In the context of global change, tropical forests are increasingly affected by fires. Understanding the ecological processes driving forest recovery in fire-modified landscapes is a critical issue.

We analyzed spatial and temporal (8 years) changes in functional and phylogenetic composition of tree communities during forest post-fire recovery in anthropogenic savannas. We used null models to infer the main assembly processes driving forest succession along three 90-m transects running from an advancing savanna-forest edge to forest interior in New Caledonia. We also evaluated if successional changes differed between large and small trees, or depended on the demography of remnant savanna trees.

We found coordinated shifts from drought- and fire-resistance towards shade-tolerance strategies, involving leaf, stem, and architectural traits along transects. Our results indicate stronger environmental filtering and faster temporal changes in composition of young edge communities. In forest interior, our results suggest slower compositional changes, with an important role of light limitation in community assembly. These non-random patterns depended on both the decline of savanna trees and compositional changes among forest species. We also found contrasting community patterns depending on tree size, supporting a stronger influence of environmental filtering on small trees.
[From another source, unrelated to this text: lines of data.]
// Copyright (c) 2024-2025 R3BL LLC. Licensed under Apache License, Version 2.0.

use crate::{Buffer, BufferAtom};
use miette::IntoDiagnostic;
use serde::{Deserialize, Serialize};

/// # Errors
///
/// Returns an error if `data` can't be represented as JSON.
pub fn try_serialize<T: Serialize>(data: &T) -> miette::Result<Buffer> {
    serde_json::to_vec(data).into_diagnostic()
}

/// # Errors
///
/// Returns an error if `buffer` is not valid JSON for `T`.
pub fn try_deserialize<T: for<'de> Deserialize<'de>>(
    buffer: &[BufferAtom],
) -> miette::Result<T> {
    serde_json::from_slice(buffer).into_diagnostic()
}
Our work emphasized the dominance of deterministic assembly processes driving tropical forest post-fire succession. Our study suggests that fire and drought drive environmental filtering during early succession at the forest edge, entailing constraints on multiple functional dimensions. As succession progresses, light-limitation becomes a stronger driver of community assembly, and community composition becomes more stable in time. Our study provides insights for a better understanding of the processes guiding tropical forest succession in the particular context of post-fire forest recovery.

Graphical abstract

Schematic representation of the successional pathway operating during forest recovery in anthropogenic savannas of New Caledonia. Contrasts in functional and phylogenetic composition, diversity, as well as in temporal change in composition between communities of forest edge and forest interior are indicated. The influence of drought and fire favours species with small and thicker leaves, thicker bark and orthotropic growth in edge communities, while increasing light-limitation favours species with large and thinner leaves, thinner bark as well as both plagiotropic and orthotropic growth. Functional and phylogenetic diversity increases during succession, and the rate of temporal changes in composition slows down in forest interior.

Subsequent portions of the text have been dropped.